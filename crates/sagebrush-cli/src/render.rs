use sagebrush_engine::{ContentBlock, Post};

/// One-line listing entry: date, category, slug and title.
pub fn post_summary(post: &Post) -> String {
    format!(
        "{}  [{}]  {}  {}",
        post.date, post.category, post.slug, post.title
    )
}

/// Full plain-text view of a post: header, table of contents, then blocks.
pub fn post_lines(post: &Post) -> Vec<String> {
    let parsed = post.parsed_body();
    let mut lines = vec![
        post.title.clone(),
        format!(
            "{} ({}) · {} · {}",
            post.author, post.author_role, post.date, post.read_time
        ),
        String::new(),
        post.excerpt.clone(),
        String::new(),
    ];

    if !parsed.sections.is_empty() {
        lines.push("Contents".to_string());
        for (index, title) in parsed.sections.iter().enumerate() {
            lines.push(format!("  {}. {title}", index + 1));
        }
        lines.push(String::new());
    }

    for block in &parsed.blocks {
        lines.extend(block_lines(block));
        lines.push(String::new());
    }

    if !post.takeaways.is_empty() {
        lines.push("Key takeaways".to_string());
        lines.extend(post.takeaways.iter().map(|item| format!("  * {item}")));
    }

    // Drop the trailing spacer
    while lines.last().is_some_and(String::is_empty) {
        lines.pop();
    }
    lines
}

fn block_lines(block: &ContentBlock) -> Vec<String> {
    match block {
        ContentBlock::Section { title, body } => {
            let mut lines = vec![format!("== {title} ==")];
            if !body.is_empty() {
                lines.extend(body.lines().map(str::to_string));
            }
            lines
        }
        ContentBlock::Subheading { title } => vec![format!("-- {title}")],
        ContentBlock::Paragraph { body } => body.lines().map(str::to_string).collect(),
        ContentBlock::List { items } => items.iter().map(|item| format!("  • {item}")).collect(),
    }
}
━━━
Task objective
Copy all lines from the material that include "collect".

Task solution
        ContentBlock::Paragraph { body } => body.lines().map(str::to_string).collect(),
        ContentBlock::List { items } => items.iter().map(|item| format!("  • {item}")).collect(),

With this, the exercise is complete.